Während jener Tage gab es zwei Vorkommnisse, die für mich nur schwerlich zu vergessen sind. Bei schönem Wetter und klarem Himmel kamen die japanischen Bomber immer tagsüber. Sobald das Heulen der Sirenen begann, rannten wir, angeführt von einigen älteren Schülerinnen der Oberstufe, zu einem nahegelegenen Flussufer am Stadtrand. Dort versteckten wir uns dann im Schatten der Trauerweiden. Aus dem Schutze der Bäume heraus konnten wir beobachten, wie die Flugzeuge schnell näher kamen und mit bedrohlichem Getöse direkt über unsere Köpfe hinwegdonnerten. Im Schein der Sonne waren die glänzenden Bomben gut zu erkennen, die wie Perlen an einer Kette herunterfielen. Wir hörten das bösartige Pfeifen der Geschosse, während sie auf die Stadt zurasten, Sekunden später folgten die ohrenbetäubenden Explosionen und über der Stadt stiegen schwarzgraue Rauchschwaden auf. Die Luft war erfüllt mit dem Geruch von Feuer und Tod … danach war Stille! Nur das leise Plätschern des Li-Flusses war zu hören, der vollkommen unbeeindruckt dahin- und weiterfloss.

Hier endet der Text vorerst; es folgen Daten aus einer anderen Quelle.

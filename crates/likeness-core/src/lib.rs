//! likeness-core — Face extraction, crop normalization and descriptor matching.
//!
//! Detection, landmark, descriptor and classification models are external
//! collaborators behind capability traits; this crate owns the pipeline
//! around them.

pub mod alignment;
pub mod cancel;
pub mod classifier;
pub mod detector;
pub mod extractor;
pub mod landmark;
pub mod recognizer;
pub mod types;

pub use cancel::{CancelToken, Cancelled};
pub use classifier::{Classifier, ClassifierError};
pub use detector::{Detector, DetectorError};
pub use extractor::{ExtractError, ExtractedFace, Extractor, ExtractorConfig, LandmarkedFace};
pub use landmark::{Landmark, LandmarkError};
pub use recognizer::{Descriptor, DescriptorError};
pub use types::{
    Descriptors, Detection, DimensionMismatch, EuclideanMatcher, FaceItem, Landmarks, MatchResult,
    Matcher, Point, Prediction, PredictionItem, Rect,
};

Manchmal fanden die Luftkämpfe sogar direkt über uns statt. Wie die Bussarde meiner Heimat ihre Beute jagten, so verfolgten sich die chinesischen und japanischen Flieger. Dicht auf dicht flogen sie ihre gegenseitigen Attacken, während sie sich unentwegt mit den Bordgeschützen beschossen. Das Kreischen der Motoren und die knatternden Salven der Maschinengewehre versetzten uns in Angst und Schrecken. Vor lauter Anspannung wagten wir kaum noch zu atmen, doch jedes Mal, wenn ein Flugzeug mit dem „roten Zeichen der aufgehenden Sonne“ abgeschossen wurde, dann brachen wir in lauten Jubel aus und applaudierten, bis uns die Hände brannten. Einmal war eine feindliche Maschine ganz in unserer Nähe abgestürzt. Trotz aller Gefahren eilten wir zur Absturzstelle und bejubelten gemeinsam mit anderen Schaulustigen das Unglück. Es war ein unbeherrschter Moment der Freude, denn jeder einzelne Gegner, der zu Tode kam, erschien uns wie ein Funken Hoffnung.

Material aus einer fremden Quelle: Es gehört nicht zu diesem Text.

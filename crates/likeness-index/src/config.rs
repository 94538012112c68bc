use likeness_core::extractor::{DESCRIPTOR_SCORE_THRESHOLD, LANDMARK_SCORE_THRESHOLD, MIN_FACE_SIZE};
use likeness_core::types::DEFAULT_MATCH_THRESHOLD;
use likeness_core::{EuclideanMatcher, ExtractorConfig};
use serde::Deserialize;
use std::path::{Path, PathBuf};
use thiserror::Error;

#[derive(Error, Debug)]
pub enum ConfigError {
    #[error("cannot read config {path}: {source}")]
    Read {
        path: PathBuf,
        #[source]
        source: std::io::Error,
    },
    #[error("invalid config: {0}")]
    Parse(#[from] toml::de::Error),
}

/// Indexing configuration.
///
/// Built from defaults, an optional TOML file, then `LIKENESS_*` environment
/// variables, each layer overriding the previous one.
#[derive(Debug, Clone, PartialEq, Deserialize)]
#[serde(default)]
pub struct Config {
    /// Path to the SQLite database file.
    pub db_path: PathBuf,
    /// Directory holding the content-addressed inference cache.
    pub cache_dir: PathBuf,
    pub cache_enabled: bool,
    /// Network name recorded on stored faces and predictions.
    pub network: String,
    /// Euclidean distance below which two descriptors are the same identity.
    pub match_threshold: f32,
    pub descriptor_threshold: f32,
    pub landmark_threshold: f32,
    /// Minimum face width/height in pixels.
    pub min_face_size: i32,
    /// Minimum classifier score for a label to be indexed.
    pub label_threshold: f32,
    /// Pending requests the engine queue holds before senders wait.
    pub queue_depth: usize,
}

impl Default for Config {
    fn default() -> Self {
        let data_dir = default_data_dir();
        Self {
            db_path: data_dir.join("likeness.db"),
            cache_dir: data_dir.join("cache"),
            cache_enabled: true,
            network: "default".to_string(),
            match_threshold: DEFAULT_MATCH_THRESHOLD,
            descriptor_threshold: DESCRIPTOR_SCORE_THRESHOLD,
            landmark_threshold: LANDMARK_SCORE_THRESHOLD,
            min_face_size: MIN_FACE_SIZE,
            label_threshold: 0.1,
            queue_depth: 4,
        }
    }
}

impl Config {
    /// Defaults overridden by `LIKENESS_*` environment variables.
    pub fn from_env() -> Self {
        let mut config = Self::default();
        config.apply_overrides(|key| std::env::var(key).ok());
        config
    }

    /// TOML file at `path`, overridden by `LIKENESS_*` environment variables.
    pub fn from_file(path: impl AsRef<Path>) -> Result<Self, ConfigError> {
        let path = path.as_ref();
        let text = std::fs::read_to_string(path).map_err(|source| ConfigError::Read {
            path: path.to_path_buf(),
            source,
        })?;
        let mut config: Config = toml::from_str(&text)?;
        config.apply_overrides(|key| std::env::var(key).ok());
        tracing::info!(path = %path.display(), "loaded config");
        Ok(config)
    }

    /// Apply overrides from `lookup`, keyed by environment variable name.
    ///
    /// Unparseable values are ignored with a warning.
    pub fn apply_overrides(&mut self, lookup: impl Fn(&str) -> Option<String>) {
        if let Some(v) = lookup("LIKENESS_DB_PATH") {
            self.db_path = PathBuf::from(v);
        }
        if let Some(v) = lookup("LIKENESS_CACHE_DIR") {
            self.cache_dir = PathBuf::from(v);
        }
        if let Some(v) = lookup("LIKENESS_CACHE_ENABLED") {
            self.cache_enabled = v != "0";
        }
        if let Some(v) = lookup("LIKENESS_NETWORK") {
            self.network = v;
        }
        override_parsed(&lookup, "LIKENESS_MATCH_THRESHOLD", &mut self.match_threshold);
        override_parsed(&lookup, "LIKENESS_DESCRIPTOR_THRESHOLD", &mut self.descriptor_threshold);
        override_parsed(&lookup, "LIKENESS_LANDMARK_THRESHOLD", &mut self.landmark_threshold);
        override_parsed(&lookup, "LIKENESS_MIN_FACE_SIZE", &mut self.min_face_size);
        override_parsed(&lookup, "LIKENESS_LABEL_THRESHOLD", &mut self.label_threshold);
        override_parsed(&lookup, "LIKENESS_QUEUE_DEPTH", &mut self.queue_depth);
    }

    pub fn extractor_config(&self) -> ExtractorConfig {
        ExtractorConfig {
            descriptor_threshold: self.descriptor_threshold,
            landmark_threshold: self.landmark_threshold,
            min_face_size: self.min_face_size,
        }
    }

    pub fn matcher(&self) -> EuclideanMatcher {
        EuclideanMatcher::new(self.match_threshold)
    }
}

fn override_parsed<T: std::str::FromStr>(lookup: &impl Fn(&str) -> Option<String>, key: &str, slot: &mut T) {
    let Some(raw) = lookup(key) else {
        return;
    };
    match raw.parse() {
        Ok(v) => *slot = v,
        Err(_) => tracing::warn!(key, value = %raw, "ignoring unparseable config override"),
    }
}

fn default_data_dir() -> PathBuf {
    std::env::var("XDG_DATA_HOME")
        .map(PathBuf::from)
        .unwrap_or_else(|_| {
            let home = std::env::var("HOME").unwrap_or_else(|_| "/tmp".to_string());
            PathBuf::from(home).join(".local/share")
        })
        .join("likeness")
}

#[cfg(test)]
mod tests {
    use super::*;
    use std::collections::HashMap;

    fn lookup(pairs: &[(&str, &str)]) -> impl Fn(&str) -> Option<String> {
        let map: HashMap<String, String> = pairs
            .iter()
            .map(|(k, v)| (k.to_string(), v.to_string()))
            .collect();
        move |key| map.get(key).cloned()
    }

    #[test]
    fn test_defaults() {
        let config = Config::default();
        assert_eq!(config.match_threshold, 0.62);
        assert_eq!(config.descriptor_threshold, 0.6);
        assert_eq!(config.landmark_threshold, 0.4);
        assert_eq!(config.min_face_size, 45);
        assert!(config.cache_enabled);
        assert!(config.db_path.ends_with("likeness/likeness.db"));
    }

    #[test]
    fn test_overrides() {
        let mut config = Config::default();
        config.apply_overrides(lookup(&[
            ("LIKENESS_MATCH_THRESHOLD", "0.55"),
            ("LIKENESS_CACHE_ENABLED", "0"),
            ("LIKENESS_DB_PATH", "/var/lib/likeness/x.db"),
            ("LIKENESS_NETWORK", "facenet"),
            ("LIKENESS_MIN_FACE_SIZE", "64"),
        ]));
        assert_eq!(config.match_threshold, 0.55);
        assert!(!config.cache_enabled);
        assert_eq!(config.db_path, PathBuf::from("/var/lib/likeness/x.db"));
        assert_eq!(config.network, "facenet");
        assert_eq!(config.extractor_config().min_face_size, 64);
        assert_eq!(config.matcher().threshold, 0.55);
    }

    #[test]
    fn test_bad_override_keeps_previous_value() {
        let mut config = Config::default();
        config.apply_overrides(lookup(&[("LIKENESS_QUEUE_DEPTH", "many")]));
        assert_eq!(config.queue_depth, 4);
    }

    #[test]
    fn test_partial_toml_keeps_defaults() {
        let config: Config = toml::from_str(
            r#"
            cache_dir = "/srv/photos/.inference"
            label_threshold = 0.25
            "#,
        )
        .unwrap();
        assert_eq!(config.cache_dir, PathBuf::from("/srv/photos/.inference"));
        assert_eq!(config.label_threshold, 0.25);
        assert_eq!(config.match_threshold, 0.62);
    }

    #[test]
    fn test_from_file() {
        let dir = tempfile::tempdir().unwrap();
        let path = dir.path().join("likeness.toml");
        std::fs::write(&path, "network = \"resnet\"\nqueue_depth = 8\n").unwrap();
        let config = Config::from_file(&path).unwrap();
        assert_eq!(config.network, "resnet");
        assert_eq!(config.queue_depth, 8);
    }

    #[test]
    fn test_from_file_errors() {
        let dir = tempfile::tempdir().unwrap();
        assert!(matches!(
            Config::from_file(dir.path().join("missing.toml")),
            Err(ConfigError::Read { .. })
        ));

        let path = dir.path().join("bad.toml");
        std::fs::write(&path, "match_threshold = \"high\"").unwrap();
        assert!(matches!(Config::from_file(&path), Err(ConfigError::Parse(_))));
    }
}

Dann warteten wir darauf, dass die Sirenen mit einem langen Dauerton die Entwarnung signalisierten und wir wieder ins Wohnheim zurückkehren konnten. Ich kann mich noch gut erinnern, dass eine der älteren Schülerinnen in solchen Momenten immer begann, mit heller Stimme ein bestimmtes Lied zu singen: „Jeden Tag wasche ich mich im Wansha-Fluss, und liebestrunken zähle ich die Tage bis zu deiner Wiederkehr …“ Obwohl noch ein junges Mädchen, war ich dennoch schon alt genug, um ihre Beweggründe zu verstehen. Trotzdem fand ich es entsetzlich, ein derart „dekadentes Lied“ hören zu müssen, während am Himmel der Krieg tobte.
Das zweite Vorkommnis, das ich niemals vergessen habe, bezieht sich auf das Wohnheim der Mädchenschule. Dort herrschten strenge Regeln, und eine davon lautete: Ab 21:00 Uhr herrscht Bettruhe! Dazu wurde das elektrische Licht ausgeschaltet, das bedeutete für uns Schülerinnen: Wer nachts zur Toilette wollte, musste einen langen Portikus entlanglaufen, in dem nur zwei oder drei große Öllampen hingen, deren Dochte jedoch soweit heruntergedreht waren, dass sie nur ein schwaches Licht erzeugten. Dieser Laufgang war auf einer Seite von hohen tempelartigen Säulen flankiert und somit nach außen hin geöffnet. Sobald es etwas windiger war oder ein heftiger Regen fiel, warfen die Lampen unruhig flackernde Schatten in die Dunkelheit. Das war wirklich unheimlich und ich gruselte mich ganz schrecklich! Ganz egal, wie dringend ich zur Toilette musste, ich wartete immer so lange, bis eines der anderen Mädchen aufstand, um dann mit ihr zusammen dorthin zu gehen. Diese tanzenden Schatten habe ich bis jetzt noch lebendig vor Augen, wie eine Horrorvision, und das Gefühl der Angst ist noch immer so gegenwärtig, als wäre es erst gestern geschehen.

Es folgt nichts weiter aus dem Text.